Serving files uploaded by a user

During development, you can serve user-uploaded media files from MEDIA_ROOT. using, the django.contrib.staticfiles.views.serve() view. For clarity, this is not suitable for production use. For some common deployment strategies, see Deploying static files to production.

For example, if your MEDIA_URL is defined as ‘/media/’, you can do this by adding the following snippet to your urls.py:

from django.conf import settings
from django.conf.urls.static import static

urlpatterns = patterns('',
    # ... the rest of your URLconf goes here ...
    ) + static(settings.MEDIA_URL, document_root=settings.MEDIA_ROOT)

Note

This helper function works only in debug mode and only if the given prefix is local (e.g. /static/) and not a URL (e.g. http://static.example.com/).

Deployment

django.contrib.staticfiles provides a convenience management command for gathering static files in a single directory so you can serve them easily.

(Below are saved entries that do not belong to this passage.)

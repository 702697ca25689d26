use std::collections::BTreeMap;
use std::fs;
use std::path::{Path, PathBuf};

use super::*;
use crate::expr::EvaluationContext;

fn parse(text: &str) -> Result<Document, DescriptionError> {
    parse_str(text, Path::new("inline.desc"), &EvaluationContext::default())
}

fn scratch_dir(name: &str) -> PathBuf {
    let dir = std::env::temp_dir().join(format!("benchrepo-description-{name}-{}", std::process::id()));
    let _ = fs::remove_dir_all(&dir);
    fs::create_dir_all(&dir).expect("scratch directory is created");
    dir
}

#[test]
fn sections_hold_items_in_order() {
    let document = parse(
        "# leading comment\n\
         [GLOBAL]\n\
         env: RUN = first\n\
         \n\
         [graph]\n\
         Title: Bandwidth\n\
         xtype: linear\n\
         ytype: log\n\
         [bench]\n\
         name: ior\n\
         filter: $NODES > 1\n\
         filter: $OPERATION = 'read'\n\
         [curve]\n\
         xval: $NODES\n\
         yval: $BANDWIDTH\n",
    )
    .expect("description parses");

    let kinds: Vec<SectionKind> = document.sections.iter().map(|section| section.kind).collect();
    assert_eq!(
        kinds,
        vec![SectionKind::Global, SectionKind::Graph, SectionKind::Bench, SectionKind::Curve]
    );
    let graph = &document.sections[1];
    assert_eq!(graph.value("title"), Some("Bandwidth"));
    assert_eq!(graph.item("ytype").map(|item| item.location.line), Some(8));
    assert_eq!(document.sections[2].values("filter").count(), 2);
}

#[test]
fn continuation_joins_lines_and_keeps_first_line_number() {
    let document = parse("[graph]\ntitle: a very \\\n   long \\\n title\nxtype: linear\n").expect("parses");
    let title = document.sections[0].item("title").expect("title present");
    assert_eq!(title.value, "a very long title");
    assert_eq!(title.location.line, 2);
    assert_eq!(document.sections[0].item("xtype").map(|item| item.location.line), Some(5));
}

#[test]
fn end_section_stops_parsing() {
    let document = parse("[graph]\nxtype: linear\n[end]\nthis is not parsed\n").expect("parses");
    assert_eq!(document.sections.len(), 1);
}

#[test]
fn vocabulary_violations_report_line_numbers() {
    let unknown = parse("[graph]\nxtype: linear\ncolour: red\n").expect_err("unknown key fails");
    assert_eq!(unknown.line, 3);
    assert!(unknown.message.contains("colour"));

    let duplicate = parse("[curve]\nxval: 1\nxval: 2\n").expect_err("duplicate key fails");
    assert_eq!(duplicate.line, 3);
    assert!(duplicate.to_string().starts_with("inline.desc:3:"));

    let check = parse("[curve]\n\naggr: mode\n").expect_err("bad aggregation fails");
    assert_eq!(check.line, 3);

    let options = parse("[graph]\noptions: stack, wobble\n").expect_err("bad flag fails");
    assert!(options.message.contains("wobble"));
}

#[test]
fn structural_errors_are_positioned() {
    let orphan = parse("title: nothing\n").expect_err("item without section fails");
    assert_eq!(orphan.line, 1);

    let section = parse("[plot]\n").expect_err("unknown section fails");
    assert!(section.message.contains("plot"));

    let malformed = parse("[graph]\njust words\n").expect_err("item without colon fails");
    assert_eq!(malformed.line, 2);
}

#[test]
fn includes_splice_relative_files() {
    let dir = scratch_dir("includes");
    fs::create_dir_all(dir.join("parts")).expect("parts directory");
    fs::write(
        dir.join("parts").join("curves.inc"),
        "[curve]\nxval: $NODES\nyval: $BANDWIDTH\n",
    )
    .expect("include written");
    fs::write(
        dir.join("main.desc"),
        "[graph]\nxtype: linear\nytype: linear\n[bench]\nname: ior\ninclude \"%{PARTS}/curves.inc\"\n",
    )
    .expect("main written");

    let mut overrides = BTreeMap::new();
    overrides.insert("PARTS".to_string(), "parts".to_string());
    let ctx = EvaluationContext::new(overrides);
    let document = parse_file(&dir.join("main.desc"), &ctx).expect("description with include parses");

    let curve = &document.sections[2];
    assert_eq!(curve.kind, SectionKind::Curve);
    assert!(curve.location.file.ends_with("curves.inc"));
    assert_eq!(curve.item("yval").map(|item| item.location.line), Some(3));
}

#[test]
fn include_cycles_are_rejected() {
    let dir = scratch_dir("cycle");
    fs::write(dir.join("a.desc"), "[graph]\ninclude \"b.desc\"\n").expect("a written");
    fs::write(dir.join("b.desc"), "include 'a.desc'\n").expect("b written");

    let err = parse_file(&dir.join("a.desc"), &EvaluationContext::default()).expect_err("cycle fails");
    assert!(err.message.contains("cycle"));
    assert!(err.file.ends_with("b.desc"));
}

#[test]
fn malformed_and_missing_includes_fail() {
    let malformed = parse("include curves.inc\n").expect_err("unquoted include fails");
    assert!(malformed.message.contains("malformed include"));

    let dir = scratch_dir("missing");
    let main = dir.join("main.desc");
    fs::write(&main, "[graph]\ninclude \"absent.inc\"\n").expect("main written");
    let missing = parse_file(&main, &EvaluationContext::default()).expect_err("missing include fails");
    assert_eq!(missing.line, 2);
}

#[test]
fn item_helpers_split_values() {
    assert_eq!(parse_range(":10"), Ok((None, Some(10.0))));
    assert!(parse_range("1-10").is_err());
    assert_eq!(parse_iterate_fields("$OPERATION, ${api}, nodes"), vec!["OPERATION", "api", "nodes"]);
    assert_eq!(
        parse_function_definition("speedup(a, b) = a / b"),
        Some(("speedup".to_string(), vec!["a".to_string(), "b".to_string()], "a / b".to_string()))
    );
    assert_eq!(
        parse_style_definition("hexagon = Hexagon pt 14"),
        Some(("hexagon".to_string(), "Hexagon".to_string(), Some("pt 14".to_string())))
    );
    assert_eq!(parse_flags("Stack,normalize  grid"), vec!["stack", "normalize", "grid"]);
}
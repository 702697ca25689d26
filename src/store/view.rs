use rusqlite::Connection;
use tracing::debug;

use super::indices::create_physical_indices;
use super::schema::table_exists;
use super::{Benchmark, Field, StoreResult};

const FIXED_COLUMNS: [&str; 3] = ["BENCH", "EXP", "OUT"];

/// Replaces the benchmark's wide table after its field set changed. Values of
/// surviving fields are copied by field id, so renamed columns keep their
/// data. Runs inside the caller's transaction.
pub(super) fn rebuild_view(
    connection: &Connection,
    bench: &Benchmark,
    previous: &[Field],
    current: &[Field],
) -> StoreResult<()> {
    let table = bench.view_table();
    if current.is_empty() {
        connection.execute_batch(&format!("DROP TABLE IF EXISTS {table}"))?;
        debug!(table = %table, "dropped wide table without fields");
        return Ok(());
    }

    let staging = format!("{table}__NEW");
    connection.execute_batch(&format!("DROP TABLE IF EXISTS {staging}"))?;
    create_view_table(connection, &staging, current)?;

    if table_exists(connection, &table)? {
        let mut targets: Vec<String> = FIXED_COLUMNS.iter().map(|name| name.to_string()).collect();
        let mut sources = targets.clone();
        for field in current {
            if let Some(old) = previous.iter().find(|candidate| candidate.id == field.id) {
                targets.push(field.column());
                sources.push(old.column());
            }
        }
        connection.execute_batch(&format!(
            "INSERT INTO {staging} ({}) SELECT {} FROM {table};
             DROP TABLE {table};",
            targets.join(", "),
            sources.join(", ")
        ))?;
    }

    connection.execute_batch(&format!("ALTER TABLE {staging} RENAME TO {table}"))?;
    create_physical_indices(connection, bench)?;

    debug!(table = %table, columns = current.len(), "rebuilt wide table");
    Ok(())
}

fn create_view_table(connection: &Connection, table: &str, fields: &[Field]) -> StoreResult<()> {
    let mut columns = vec![
        "BENCH INTEGER NOT NULL".to_string(),
        "EXP INTEGER PRIMARY KEY".to_string(),
        "OUT INTEGER NOT NULL DEFAULT 0".to_string(),
    ];
    columns.extend(
        fields
            .iter()
            .map(|field| format!("{} {}", field.column(), field.sql_type())),
    );
    connection.execute_batch(&format!("CREATE TABLE {table} ({})", columns.join(", ")))?;
    Ok(())
}
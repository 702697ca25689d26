use tracing::debug;

use super::{
    AxisConfig, BenchId, BenchNode, BindError, CurveId, CurveNode, CurveOptions, Description, Filter,
    GraphId, GraphNode, GraphOptions, LegendPlacement,
};
use crate::aggregate::Aggregation;
use crate::description::{
    Document, Item, Section, SectionKind, parse_assignment, parse_comma_list, parse_flags,
    parse_function_definition, parse_iterate_fields, parse_range, parse_style_definition,
};
use crate::expr::{EvaluationContext, Formula, substitute_text};
use crate::style::{StyleCategory, UserStyle};

/// Builds the descriptor arena from parsed sections. Global sections are
/// applied to `ctx` first (environment defaults, calculated variables,
/// functions and user kinds), then graphs, benches and curves are attached
/// in document order.
pub fn build_description(document: &Document, ctx: &mut EvaluationContext) -> Result<Description, BindError> {
    let mut description = Description::default();
    let mut default_aggregation = None;

    for section in document.sections.iter().filter(|section| section.kind == SectionKind::Global) {
        apply_global(section, ctx, &mut description, &mut default_aggregation)?;
    }

    let mut ordinal = 0;
    for section in &document.sections {
        match section.kind {
            SectionKind::Global => {}
            SectionKind::Graph => {
                let id = GraphId(description.graphs.len());
                let graph = build_graph(id, section, ctx, default_aggregation)?;
                description.graphs.push(graph);
                ordinal = 0;
            }
            SectionKind::Bench => {
                let graph = description
                    .graphs
                    .last_mut()
                    .ok_or_else(|| BindError::invalid(&section.location, "[bench] section before any [graph]"))?;
                let id = BenchId(description.benches.len());
                graph.benches.push(id);
                let bench = build_bench(id, graph.id, section, ctx)?;
                description.benches.push(bench);
            }
            SectionKind::Curve => {
                let current_graph = description.graphs.last().map(|graph| graph.id);
                let bench = description
                    .benches
                    .last_mut()
                    .filter(|bench| Some(bench.graph) == current_graph)
                    .ok_or_else(|| BindError::invalid(&section.location, "[curve] section before any [bench]"))?;
                let id = CurveId(description.curves.len());
                bench.curves.push(id);
                let curve = build_curve(id, bench.id, ordinal, section, ctx)?;
                description.curves.push(curve);
                ordinal += 1;
            }
        }
    }

    debug!(
        graphs = description.graphs.len(),
        benches = description.benches.len(),
        curves = description.curves.len(),
        "built descriptor tree"
    );
    Ok(description)
}

fn apply_global(
    section: &Section,
    ctx: &mut EvaluationContext,
    description: &mut Description,
    default_aggregation: &mut Option<Aggregation>,
) -> Result<(), BindError> {
    for item in &section.items {
        let location = &item.location;
        match item.key.as_str() {
            "env" => {
                let (name, value) = parse_assignment(&item.value)
                    .ok_or_else(|| BindError::invalid(location, "expected NAME = value"))?;
                ctx.set_default_env(&name, &value);
            }
            "calc" => {
                let (name, source) = parse_assignment(&item.value)
                    .ok_or_else(|| BindError::invalid(location, "expected NAME = expression"))?;
                ctx.define_calculated(&name, &source)
                    .map_err(|err| BindError::expr(location, err))?;
            }
            "func" => {
                let (name, params, body) = parse_function_definition(&item.value)
                    .ok_or_else(|| BindError::invalid(location, "expected name(params) = expression"))?;
                ctx.define_function(&name, params, &body)
                    .map_err(|err| BindError::expr(location, err))?;
            }
            "line" | "mark" | "color" | "scale" => {
                let category = StyleCategory::parse(&item.key)
                    .ok_or_else(|| BindError::invalid(location, format!("unknown kind category '{}'", item.key)))?;
                let (name, display, payload) = parse_style_definition(&item.value)
                    .ok_or_else(|| BindError::invalid(location, "expected name = display [payload]"))?;
                ctx.styles_mut()
                    .register(UserStyle {
                        category,
                        name,
                        display,
                        payload,
                    })
                    .map_err(|message| BindError::invalid(location, message))?;
            }
            "title" => description.title = Some(text(item, ctx)?),
            "aggr" => *default_aggregation = Some(aggregation(item)?),
            _ => {}
        }
    }
    Ok(())
}

fn build_graph(
    id: GraphId,
    section: &Section,
    ctx: &EvaluationContext,
    default_aggregation: Option<Aggregation>,
) -> Result<GraphNode, BindError> {
    let xtype = required(section, "xtype")?;
    let ytype = required(section, "ytype")?;

    let mut options = GraphOptions::default();
    for flag in section.value("options").map(parse_flags).unwrap_or_default() {
        match flag.as_str() {
            "stack" => options.stack = true,
            "normalize" => options.normalize = true,
            "xoffset" => options.xoffset = true,
            "yoffset" => options.yoffset = true,
            "grid" => options.grid = true,
            other => return Err(BindError::invalid(&section.location, format!("unknown graph option '{other}'"))),
        }
    }

    let legend = match section.value("legend").map(str::to_ascii_lowercase).as_deref() {
        None | Some("inside") => LegendPlacement::Inside,
        Some("none") => LegendPlacement::None,
        Some("outside") => LegendPlacement::Outside,
        Some("below") => LegendPlacement::Below,
        Some(other) => return Err(BindError::invalid(&section.location, format!("unknown legend placement '{other}'"))),
    };

    Ok(GraphNode {
        id,
        location: section.location.clone(),
        title: optional_text(section, "title", ctx)?.unwrap_or_default(),
        x: axis(section, xtype, "x", ctx)?,
        y: axis(section, ytype, "y", ctx)?,
        aggregation: match section.item("aggr") {
            Some(item) => Some(aggregation(item)?),
            None => default_aggregation,
        },
        legend,
        options,
        benches: Vec::new(),
    })
}

fn axis(section: &Section, scale: &Item, prefix: &str, ctx: &EvaluationContext) -> Result<AxisConfig, BindError> {
    let key = |suffix: &str| format!("{prefix}{suffix}");
    let scale_kind = ctx
        .styles()
        .resolve(StyleCategory::Scale, Some(&scale.value), 0)
        .map_err(|message| BindError::invalid(&scale.location, message))?;

    let base = match section.item(&key("base")) {
        Some(item) => item
            .value
            .trim()
            .parse::<f64>()
            .map_err(|_| BindError::invalid(&item.location, format!("'{}' is not a number", item.value)))?,
        None => 0.0,
    };
    let range = match section.item(&key("range")) {
        Some(item) => parse_range(&item.value).map_err(|message| BindError::invalid(&item.location, message))?,
        None => (None, None),
    };

    Ok(AxisConfig {
        label: optional_text(section, &key("label"), ctx)?,
        scale: scale_kind,
        categories: section.value(&key("categories")).map(parse_comma_list).unwrap_or_default(),
        skip: section.value(&key("skip")).map(parse_comma_list).unwrap_or_default(),
        base,
        range,
    })
}

fn build_bench(id: BenchId, graph: GraphId, section: &Section, ctx: &EvaluationContext) -> Result<BenchNode, BindError> {
    let name = text(required(section, "name")?, ctx)?;
    let include_outliers = section
        .value("outliers")
        .is_some_and(|mode| mode.eq_ignore_ascii_case("include"));

    Ok(BenchNode {
        id,
        graph,
        location: section.location.clone(),
        name,
        filters: filters(section),
        selects: section.values("select").map(|item| item.value.clone()).collect(),
        include_outliers,
        label: optional_text(section, "label", ctx)?,
        curves: Vec::new(),
    })
}

fn build_curve(
    id: CurveId,
    bench: BenchId,
    ordinal: usize,
    section: &Section,
    ctx: &EvaluationContext,
) -> Result<CurveNode, BindError> {
    let xval = formula(required(section, "xval")?)?;
    let yval = formula(required(section, "yval")?)?;

    let mut options = CurveOptions::default();
    for flag in section.value("options").map(parse_flags).unwrap_or_default() {
        match flag.as_str() {
            "bar" => options.bar = true,
            "hbar" => options.hbar = true,
            "no_stack" => options.no_stack = true,
            "base" => options.base = true,
            "accum" => options.accum = true,
            "skip" => options.skip = true,
            "errorbars" => options.errorbars = true,
            other => return Err(BindError::invalid(&section.location, format!("unknown curve option '{other}'"))),
        }
    }

    Ok(CurveNode {
        id,
        bench,
        location: section.location.clone(),
        ordinal,
        xval,
        yval,
        label: section.item("label").map(formula).transpose()?,
        mark_text: section.item("marktext").map(formula).transpose()?,
        aggregation: section.item("aggr").map(aggregation).transpose()?,
        line: style_choice(section, StyleCategory::Line, ctx)?,
        mark: style_choice(section, StyleCategory::Mark, ctx)?,
        color: style_choice(section, StyleCategory::Color, ctx)?,
        iterate: section.value("iterate").map(parse_iterate_fields).unwrap_or_default(),
        filters: filters(section),
        options,
    })
}

fn required<'a>(section: &'a Section, key: &'static str) -> Result<&'a Item, BindError> {
    section.item(key).ok_or_else(|| BindError::MissingKey {
        location: section.location.clone(),
        section: section.kind.as_str(),
        key,
    })
}

fn text(item: &Item, ctx: &EvaluationContext) -> Result<String, BindError> {
    substitute_text(&item.value, ctx).map_err(|err| BindError::expr(&item.location, err))
}

fn optional_text(section: &Section, key: &str, ctx: &EvaluationContext) -> Result<Option<String>, BindError> {
    section.item(key).map(|item| text(item, ctx)).transpose()
}

fn formula(item: &Item) -> Result<Formula, BindError> {
    Formula::parse(&item.value).map_err(|err| BindError::expr(&item.location, err))
}

fn aggregation(item: &Item) -> Result<Aggregation, BindError> {
    item.value
        .parse::<Aggregation>()
        .map_err(|message| BindError::invalid(&item.location, message))
}

fn filters(section: &Section) -> Vec<Filter> {
    section
        .values("filter")
        .map(|item| Filter {
            text: item.value.clone(),
            location: item.location.clone(),
        })
        .collect()
}

fn style_choice(
    section: &Section,
    category: StyleCategory,
    ctx: &EvaluationContext,
) -> Result<Option<String>, BindError> {
    let Some(item) = section.item(category.as_str()) else {
        return Ok(None);
    };
    if !ctx.styles().is_known(category, &item.value) {
        return Err(BindError::invalid(
            &item.location,
            format!("unknown {} kind '{}'", category.as_str(), item.value),
        ));
    }
    Ok(Some(item.value.clone()))
}
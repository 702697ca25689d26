use std::collections::BTreeMap;

use tracing::{debug, info};

use super::{BenchId, BenchNode, BindError, CurveId, CurveNode, Description, Filter, GraphId};
use crate::description::Location;
use crate::expr::{Bindings, EvaluationContext, ExprError, Formula, Segment, Sigil, evaluate, scan_sql_references};
use crate::store::{Benchmark, Field, Row, RowQuery, Store, canonical_name};
use crate::value::{AxisKey, Value};

/// Rows of one curve instance grouped both ways: x value to the y values
/// seen at it, and y value to the x values seen at it.
#[derive(Debug, Clone, Default)]
pub struct CurveData {
    pub label: String,
    pub mark_text: Option<String>,
    /// Field/value pairs of the iterate combination this instance stands for.
    pub iteration: Vec<(String, Value)>,
    pub by_x: BTreeMap<AxisKey, Vec<Value>>,
    pub by_y: BTreeMap<AxisKey, Vec<Value>>,
}

impl CurveData {
    pub fn is_empty(&self) -> bool {
        self.by_x.is_empty()
    }

    fn push(&mut self, x: Value, y: Value) {
        self.by_x.entry(AxisKey(x.clone())).or_default().push(y.clone());
        self.by_y.entry(AxisKey(y)).or_default().push(x);
    }
}

#[derive(Debug, Clone)]
pub struct BoundCurve {
    pub curve: CurveId,
    pub data: Vec<CurveData>,
}

#[derive(Debug, Clone)]
pub struct BoundBench {
    pub bench: BenchId,
    pub benchmark: Benchmark,
    pub curves: Vec<BoundCurve>,
}

#[derive(Debug, Clone)]
pub struct BoundGraph {
    pub graph: GraphId,
    pub benches: Vec<BoundBench>,
}

/// Runs every curve's queries against the store and evaluates its value
/// formulas row by row.
pub struct Binder<'a> {
    store: &'a Store,
    ctx: &'a EvaluationContext,
}

impl<'a> Binder<'a> {
    pub fn new(store: &'a Store, ctx: &'a EvaluationContext) -> Self {
        Self { store, ctx }
    }

    pub fn bind(&self, description: &Description) -> Result<Vec<BoundGraph>, BindError> {
        description
            .graphs
            .iter()
            .map(|graph| self.bind_graph(description, graph.id))
            .collect()
    }

    pub fn bind_graph(&self, description: &Description, id: GraphId) -> Result<BoundGraph, BindError> {
        let graph = description.graph(id);
        let benches = graph
            .benches
            .iter()
            .map(|bench| self.bind_bench(description, description.bench(*bench)))
            .collect::<Result<Vec<_>, _>>()?;
        Ok(BoundGraph { graph: id, benches })
    }

    fn bind_bench(&self, description: &Description, node: &BenchNode) -> Result<BoundBench, BindError> {
        let benchmark = self
            .store
            .find_benchmark(&node.name)
            .map_err(|err| BindError::store(&node.location, err))?
            .ok_or_else(|| BindError::UnknownBenchmark {
                location: node.location.clone(),
                name: node.name.clone(),
            })?;
        let fields = self
            .store
            .fields(&benchmark.name)
            .map_err(|err| BindError::store(&node.location, err))?;

        let mut base = RowQuery {
            predicates: Vec::new(),
            include_outliers: node.include_outliers,
        };
        for filter in &node.filters {
            base = base.with_predicate(self.translate_filter(filter, &benchmark, &fields)?);
        }
        for select in &node.selects {
            base = base.with_predicate(select.clone());
        }

        let curves = node
            .curves
            .iter()
            .map(|curve| self.bind_curve(description.curve(*curve), node, &benchmark, &fields, &base))
            .collect::<Result<Vec<_>, _>>()?;

        Ok(BoundBench {
            bench: node.id,
            benchmark,
            curves,
        })
    }

    fn bind_curve(
        &self,
        curve: &CurveNode,
        bench: &BenchNode,
        benchmark: &Benchmark,
        fields: &[Field],
        base: &RowQuery,
    ) -> Result<BoundCurve, BindError> {
        let formulas = [Some(&curve.xval), Some(&curve.yval), curve.label.as_ref(), curve.mark_text.as_ref()];
        for formula in formulas.into_iter().flatten() {
            for column in formula.columns() {
                require_field(&column, &curve.location, benchmark, fields)?;
            }
        }

        let mut query = base.clone();
        for filter in &curve.filters {
            query = query.with_predicate(self.translate_filter(filter, benchmark, fields)?);
        }

        let mut iterated = Vec::with_capacity(curve.iterate.len());
        for name in &curve.iterate {
            let field = require_field(name, &curve.location, benchmark, fields)?;
            let values = self
                .store
                .distinct_values(&benchmark.name, &field.name, &query)
                .map_err(|err| BindError::store(&curve.location, err))?;
            iterated.push((field, values));
        }

        let mut data = Vec::new();
        for combination in cartesian_product(&iterated) {
            let mut instance_query = query.clone();
            for (field, value) in &combination {
                instance_query = instance_query.with_predicate(equality_predicate(field, value));
            }
            let rows = self
                .store
                .select_rows(&benchmark.name, &instance_query)
                .map_err(|err| BindError::store(&curve.location, err))?;

            let iteration = combination
                .into_iter()
                .map(|(field, value)| (field.name.clone(), value))
                .collect();
            data.push(self.curve_data(curve, bench, iteration, &rows)?);
        }
        if data.is_empty() {
            data.push(CurveData {
                label: default_label(curve, bench, &[]),
                ..CurveData::default()
            });
        }

        info!(
            bench = %benchmark.name,
            curve = curve.ordinal + 1,
            instances = data.len(),
            rows = data.iter().map(|instance| instance.by_x.values().map(Vec::len).sum::<usize>()).sum::<usize>(),
            "bound curve"
        );
        Ok(BoundCurve { curve: curve.id, data })
    }

    fn curve_data(
        &self,
        curve: &CurveNode,
        bench: &BenchNode,
        iteration: Vec<(String, Value)>,
        rows: &[Row],
    ) -> Result<CurveData, BindError> {
        let mut data = CurveData {
            label: default_label(curve, bench, &iteration),
            iteration,
            ..CurveData::default()
        };

        if let Some(first) = rows.first() {
            let bindings = Bindings::for_row(&first.values);
            if let Some(label) = &curve.label {
                data.label = self.evaluate(label, &bindings, &curve.location)?.to_string();
            }
            if let Some(mark_text) = &curve.mark_text {
                data.mark_text = Some(self.evaluate(mark_text, &bindings, &curve.location)?.to_string());
            }
        }

        for row in rows {
            let bindings = Bindings::for_row(&row.values);
            let x = self.evaluate(&curve.xval, &bindings, &curve.location)?;
            let y = self.evaluate(&curve.yval, &bindings, &curve.location)?;
            data.push(x, y);
        }
        Ok(data)
    }

    fn evaluate(&self, formula: &Formula, bindings: &Bindings<'_>, location: &Location) -> Result<Value, BindError> {
        formula
            .evaluate(self.ctx, bindings)
            .map_err(|err| BindError::expr(location, err))
    }

    /// Rewrites a filter fragment into a predicate over the wide table:
    /// column references become physical column names, environment and
    /// calculated references become SQL literals.
    fn translate_filter(&self, filter: &Filter, benchmark: &Benchmark, fields: &[Field]) -> Result<String, BindError> {
        let mut predicate = String::with_capacity(filter.text.len());
        for segment in scan_sql_references(&filter.text) {
            match segment {
                Segment::Literal(text) => predicate.push_str(&text),
                Segment::Reference { sigil, name } => match sigil {
                    Sigil::Column => {
                        let field = require_field(&name, &filter.location, benchmark, fields)?;
                        predicate.push_str(&field.column());
                    }
                    Sigil::Env => {
                        let value = self.ctx.env(&name).ok_or_else(|| {
                            BindError::expr(&filter.location, ExprError::UnknownVariable(name.clone()))
                        })?;
                        predicate.push_str(&Value::text(value).to_sql_literal());
                    }
                    Sigil::Calc => {
                        let expr = self.ctx.calculated(&name).ok_or_else(|| {
                            BindError::expr(&filter.location, ExprError::UnknownCalculated(name.clone()))
                        })?;
                        let value = evaluate(expr, self.ctx, &Bindings::empty())
                            .map_err(|err| BindError::expr(&filter.location, err))?;
                        predicate.push_str(&value.to_sql_literal());
                    }
                    Sigil::Func => {
                        return Err(BindError::invalid(
                            &filter.location,
                            format!("function call &{name} is not allowed in a filter"),
                        ));
                    }
                },
            }
        }
        debug!(filter = %filter.text, predicate = %predicate, "translated filter");
        Ok(predicate)
    }
}

fn require_field<'f>(
    name: &str,
    location: &Location,
    benchmark: &Benchmark,
    fields: &'f [Field],
) -> Result<&'f Field, BindError> {
    let unknown = || BindError::UnknownField {
        location: location.clone(),
        bench: benchmark.name.clone(),
        field: name.to_string(),
    };
    let canonical = canonical_name(name).map_err(|_| unknown())?;
    fields.iter().find(|field| field.name == canonical).ok_or_else(unknown)
}

/// Every combination of the iterated value sets, right-most field varying
/// fastest. No iterated fields gives one empty combination; a field with no
/// values gives none.
fn cartesian_product<'f>(sets: &[(&'f Field, Vec<Value>)]) -> Vec<Vec<(&'f Field, Value)>> {
    let mut combinations = vec![Vec::new()];
    for (field, values) in sets {
        combinations = combinations
            .into_iter()
            .flat_map(|prefix: Vec<(&'f Field, Value)>| {
                values.iter().map(move |value| {
                    let mut next = prefix.clone();
                    next.push((*field, value.clone()));
                    next
                })
            })
            .collect();
    }
    combinations
}

fn equality_predicate(field: &Field, value: &Value) -> String {
    let column = field.column();
    match value {
        Value::Null => format!("{column} IS NULL"),
        Value::Text(text) if !field.numeric => format!("{column} = '{}'", text.replace('\'', "''")),
        other => format!("{column} = {}", other.to_sql_literal()),
    }
}

fn default_label(curve: &CurveNode, bench: &BenchNode, iteration: &[(String, Value)]) -> String {
    let mut label = bench
        .label
        .clone()
        .unwrap_or_else(|| format!("curve {}", curve.ordinal + 1));
    for (_, value) in iteration {
        label.push(' ');
        label.push_str(&value.to_string());
    }
    label
}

  1. Set the STATIC_ROOT setting to the directory from which you’d like to serve these files, for example:

    STATIC_ROOT = "/var/www/example.com/static/"
    
  2. Run the collectstatic management command:

    ./manage.py collectstatic

    This will copy all files from your static folders into the STATIC_ROOT directory.

  3. Use a webserver of your choice to serve the files. Deploying static files to production covers some common deployment strategies for static files.

Learn more

This document has covered the basics and some common usage patterns. For complete details on all the settings, commands, template tags, and other pieces included in django.contrib.staticfiles, see the staticfiles reference.